### [ABOUT THIS TASK]
Start at the line below containing "pub struct ModelUniform" and stop at the line containing "pub fn new(model_view: Matrix4<f32>)". Repeat every line of that stretch exactly, and nothing outside it.

### [Dataset entries]
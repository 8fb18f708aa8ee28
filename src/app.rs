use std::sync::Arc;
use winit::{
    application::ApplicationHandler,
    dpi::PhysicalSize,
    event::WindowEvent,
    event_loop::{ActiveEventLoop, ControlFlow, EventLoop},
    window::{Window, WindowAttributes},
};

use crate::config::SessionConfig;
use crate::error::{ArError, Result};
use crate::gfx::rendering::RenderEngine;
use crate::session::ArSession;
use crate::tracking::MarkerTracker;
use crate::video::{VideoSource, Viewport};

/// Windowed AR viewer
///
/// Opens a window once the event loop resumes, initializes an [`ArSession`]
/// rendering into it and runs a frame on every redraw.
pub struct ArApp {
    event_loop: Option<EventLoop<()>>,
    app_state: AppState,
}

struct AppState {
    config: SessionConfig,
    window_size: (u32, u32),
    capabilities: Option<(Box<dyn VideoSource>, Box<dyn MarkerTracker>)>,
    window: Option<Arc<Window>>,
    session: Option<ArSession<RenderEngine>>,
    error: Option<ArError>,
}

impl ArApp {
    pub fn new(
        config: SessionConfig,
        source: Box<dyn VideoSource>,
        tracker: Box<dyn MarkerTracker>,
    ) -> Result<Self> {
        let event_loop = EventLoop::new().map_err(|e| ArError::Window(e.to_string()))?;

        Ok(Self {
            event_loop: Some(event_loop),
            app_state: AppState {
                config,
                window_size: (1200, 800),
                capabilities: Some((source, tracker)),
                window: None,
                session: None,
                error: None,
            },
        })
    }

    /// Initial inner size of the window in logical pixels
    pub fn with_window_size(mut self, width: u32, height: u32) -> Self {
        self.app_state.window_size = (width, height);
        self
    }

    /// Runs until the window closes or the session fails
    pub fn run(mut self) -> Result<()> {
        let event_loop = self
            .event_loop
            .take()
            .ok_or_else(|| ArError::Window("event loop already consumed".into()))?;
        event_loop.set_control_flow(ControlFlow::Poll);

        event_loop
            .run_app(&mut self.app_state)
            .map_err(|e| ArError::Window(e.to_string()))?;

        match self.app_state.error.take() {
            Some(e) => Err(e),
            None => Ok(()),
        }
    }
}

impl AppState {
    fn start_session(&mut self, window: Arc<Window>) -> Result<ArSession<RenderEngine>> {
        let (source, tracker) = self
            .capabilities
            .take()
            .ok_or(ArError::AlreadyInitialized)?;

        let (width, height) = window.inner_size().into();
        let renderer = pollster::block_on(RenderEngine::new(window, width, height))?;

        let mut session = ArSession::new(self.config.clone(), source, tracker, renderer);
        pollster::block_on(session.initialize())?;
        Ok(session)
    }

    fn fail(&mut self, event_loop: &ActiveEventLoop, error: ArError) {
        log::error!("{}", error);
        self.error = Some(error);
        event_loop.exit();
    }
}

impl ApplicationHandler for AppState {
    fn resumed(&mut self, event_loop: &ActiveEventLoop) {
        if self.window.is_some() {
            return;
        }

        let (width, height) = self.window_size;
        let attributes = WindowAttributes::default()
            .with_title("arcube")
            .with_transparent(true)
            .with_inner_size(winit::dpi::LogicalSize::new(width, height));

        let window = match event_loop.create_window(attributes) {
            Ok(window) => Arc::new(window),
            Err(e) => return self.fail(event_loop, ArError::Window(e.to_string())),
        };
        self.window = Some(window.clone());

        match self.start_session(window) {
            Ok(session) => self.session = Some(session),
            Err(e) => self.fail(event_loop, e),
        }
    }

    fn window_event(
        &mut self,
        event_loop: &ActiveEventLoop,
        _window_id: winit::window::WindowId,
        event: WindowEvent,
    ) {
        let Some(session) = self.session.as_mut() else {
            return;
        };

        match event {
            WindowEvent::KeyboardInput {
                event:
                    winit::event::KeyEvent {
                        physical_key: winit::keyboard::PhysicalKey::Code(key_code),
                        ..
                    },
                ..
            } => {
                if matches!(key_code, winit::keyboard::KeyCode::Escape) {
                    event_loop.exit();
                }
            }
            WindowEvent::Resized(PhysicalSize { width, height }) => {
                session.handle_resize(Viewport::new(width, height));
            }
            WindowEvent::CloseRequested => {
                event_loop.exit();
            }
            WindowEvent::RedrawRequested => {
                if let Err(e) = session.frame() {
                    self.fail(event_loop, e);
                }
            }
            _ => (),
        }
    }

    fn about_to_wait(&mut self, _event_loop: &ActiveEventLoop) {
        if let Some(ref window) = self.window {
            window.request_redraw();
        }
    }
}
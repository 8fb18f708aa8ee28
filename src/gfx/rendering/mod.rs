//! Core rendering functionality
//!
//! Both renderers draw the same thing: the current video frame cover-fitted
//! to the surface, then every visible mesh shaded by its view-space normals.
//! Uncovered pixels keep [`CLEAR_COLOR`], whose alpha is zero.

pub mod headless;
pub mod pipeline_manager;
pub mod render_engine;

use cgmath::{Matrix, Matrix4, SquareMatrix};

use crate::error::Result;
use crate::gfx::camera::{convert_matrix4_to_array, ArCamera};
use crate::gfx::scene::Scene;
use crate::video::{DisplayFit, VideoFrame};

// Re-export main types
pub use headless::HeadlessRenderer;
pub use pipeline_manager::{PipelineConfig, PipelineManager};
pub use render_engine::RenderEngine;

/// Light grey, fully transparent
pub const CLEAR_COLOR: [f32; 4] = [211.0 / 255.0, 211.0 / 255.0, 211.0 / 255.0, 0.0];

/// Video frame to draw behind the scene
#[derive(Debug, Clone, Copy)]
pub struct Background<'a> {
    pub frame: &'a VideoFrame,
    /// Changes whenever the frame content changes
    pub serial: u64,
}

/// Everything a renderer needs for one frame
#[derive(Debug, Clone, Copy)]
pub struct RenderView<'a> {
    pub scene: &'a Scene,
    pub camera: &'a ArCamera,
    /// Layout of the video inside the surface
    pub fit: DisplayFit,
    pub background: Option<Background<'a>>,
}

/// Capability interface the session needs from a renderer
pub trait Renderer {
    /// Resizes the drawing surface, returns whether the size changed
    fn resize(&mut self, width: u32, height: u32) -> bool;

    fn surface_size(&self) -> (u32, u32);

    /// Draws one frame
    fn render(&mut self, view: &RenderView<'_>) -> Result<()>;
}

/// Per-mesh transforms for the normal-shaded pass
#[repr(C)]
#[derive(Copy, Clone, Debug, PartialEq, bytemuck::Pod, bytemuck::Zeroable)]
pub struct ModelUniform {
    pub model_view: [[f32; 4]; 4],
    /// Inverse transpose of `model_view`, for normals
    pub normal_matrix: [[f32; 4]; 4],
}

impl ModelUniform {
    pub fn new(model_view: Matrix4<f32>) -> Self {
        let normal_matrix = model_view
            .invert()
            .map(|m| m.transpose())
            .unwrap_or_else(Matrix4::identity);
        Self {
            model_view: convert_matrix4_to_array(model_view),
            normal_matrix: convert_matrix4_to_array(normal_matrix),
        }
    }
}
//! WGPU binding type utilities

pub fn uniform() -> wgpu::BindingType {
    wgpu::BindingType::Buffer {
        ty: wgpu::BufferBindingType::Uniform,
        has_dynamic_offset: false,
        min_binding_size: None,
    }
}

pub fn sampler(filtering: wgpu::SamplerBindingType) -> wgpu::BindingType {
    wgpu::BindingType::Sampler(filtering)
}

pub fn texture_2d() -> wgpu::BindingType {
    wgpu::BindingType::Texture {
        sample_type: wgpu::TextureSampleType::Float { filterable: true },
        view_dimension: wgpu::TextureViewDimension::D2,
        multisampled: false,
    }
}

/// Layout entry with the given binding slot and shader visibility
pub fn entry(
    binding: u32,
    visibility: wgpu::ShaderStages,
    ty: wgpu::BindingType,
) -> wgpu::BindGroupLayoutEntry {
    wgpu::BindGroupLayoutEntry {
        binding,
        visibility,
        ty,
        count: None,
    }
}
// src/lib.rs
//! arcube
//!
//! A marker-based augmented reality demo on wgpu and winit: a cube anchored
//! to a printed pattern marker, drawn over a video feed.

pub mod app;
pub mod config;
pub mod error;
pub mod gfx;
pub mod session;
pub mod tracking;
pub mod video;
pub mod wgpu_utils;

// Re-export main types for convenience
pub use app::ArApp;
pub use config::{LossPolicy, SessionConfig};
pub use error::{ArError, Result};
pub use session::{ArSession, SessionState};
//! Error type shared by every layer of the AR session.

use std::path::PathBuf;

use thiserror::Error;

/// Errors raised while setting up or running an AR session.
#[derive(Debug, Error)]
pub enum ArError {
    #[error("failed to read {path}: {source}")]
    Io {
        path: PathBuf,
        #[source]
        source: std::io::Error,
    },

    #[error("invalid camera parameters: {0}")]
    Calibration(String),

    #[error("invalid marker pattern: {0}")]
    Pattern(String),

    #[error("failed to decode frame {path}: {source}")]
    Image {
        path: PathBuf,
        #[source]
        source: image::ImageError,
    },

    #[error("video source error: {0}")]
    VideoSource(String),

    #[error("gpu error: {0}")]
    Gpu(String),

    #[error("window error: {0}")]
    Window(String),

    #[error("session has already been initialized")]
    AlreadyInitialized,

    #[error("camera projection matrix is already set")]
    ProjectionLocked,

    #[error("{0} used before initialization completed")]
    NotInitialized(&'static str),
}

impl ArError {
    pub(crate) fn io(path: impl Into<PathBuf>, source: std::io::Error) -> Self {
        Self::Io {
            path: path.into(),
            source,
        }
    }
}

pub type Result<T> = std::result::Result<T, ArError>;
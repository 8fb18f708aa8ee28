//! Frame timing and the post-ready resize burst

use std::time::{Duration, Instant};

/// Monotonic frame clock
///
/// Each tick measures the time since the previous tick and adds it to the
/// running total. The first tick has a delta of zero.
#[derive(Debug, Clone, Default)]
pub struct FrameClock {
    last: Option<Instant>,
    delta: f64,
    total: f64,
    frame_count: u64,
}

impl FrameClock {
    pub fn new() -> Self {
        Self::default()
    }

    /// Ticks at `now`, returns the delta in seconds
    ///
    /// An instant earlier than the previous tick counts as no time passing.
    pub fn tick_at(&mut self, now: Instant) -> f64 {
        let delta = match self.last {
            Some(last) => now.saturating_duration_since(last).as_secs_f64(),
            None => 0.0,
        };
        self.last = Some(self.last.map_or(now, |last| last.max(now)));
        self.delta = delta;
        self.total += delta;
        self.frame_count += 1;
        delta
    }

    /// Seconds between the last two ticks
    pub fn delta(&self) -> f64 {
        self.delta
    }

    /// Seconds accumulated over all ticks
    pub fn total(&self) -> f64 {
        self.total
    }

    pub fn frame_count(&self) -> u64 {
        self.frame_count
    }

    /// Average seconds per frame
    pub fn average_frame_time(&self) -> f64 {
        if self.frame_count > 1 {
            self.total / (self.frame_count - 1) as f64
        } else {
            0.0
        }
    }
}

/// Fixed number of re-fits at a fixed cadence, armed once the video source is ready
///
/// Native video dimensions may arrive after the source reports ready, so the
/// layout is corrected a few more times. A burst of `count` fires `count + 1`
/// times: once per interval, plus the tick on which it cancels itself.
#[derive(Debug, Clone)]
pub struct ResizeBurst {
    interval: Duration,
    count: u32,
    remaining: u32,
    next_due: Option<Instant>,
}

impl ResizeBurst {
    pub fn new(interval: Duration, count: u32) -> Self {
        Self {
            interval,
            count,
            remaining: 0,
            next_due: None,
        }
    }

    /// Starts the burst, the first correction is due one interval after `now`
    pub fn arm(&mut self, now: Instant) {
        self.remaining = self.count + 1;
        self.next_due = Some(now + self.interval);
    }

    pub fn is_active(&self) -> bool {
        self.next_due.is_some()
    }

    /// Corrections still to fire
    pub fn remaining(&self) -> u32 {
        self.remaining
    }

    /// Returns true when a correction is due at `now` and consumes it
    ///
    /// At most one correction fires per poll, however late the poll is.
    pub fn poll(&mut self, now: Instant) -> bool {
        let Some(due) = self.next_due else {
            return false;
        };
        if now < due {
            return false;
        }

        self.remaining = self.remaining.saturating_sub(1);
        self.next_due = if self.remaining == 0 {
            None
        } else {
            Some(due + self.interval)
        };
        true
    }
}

### [RESULT FOR THIS TASK]
pub struct ModelUniform {
    pub model_view: [[f32; 4]; 4],
    /// Inverse transpose of `model_view`, for normals
    pub normal_matrix: [[f32; 4]; 4],
}

impl ModelUniform {
    pub fn new(model_view: Matrix4<f32>) -> Self {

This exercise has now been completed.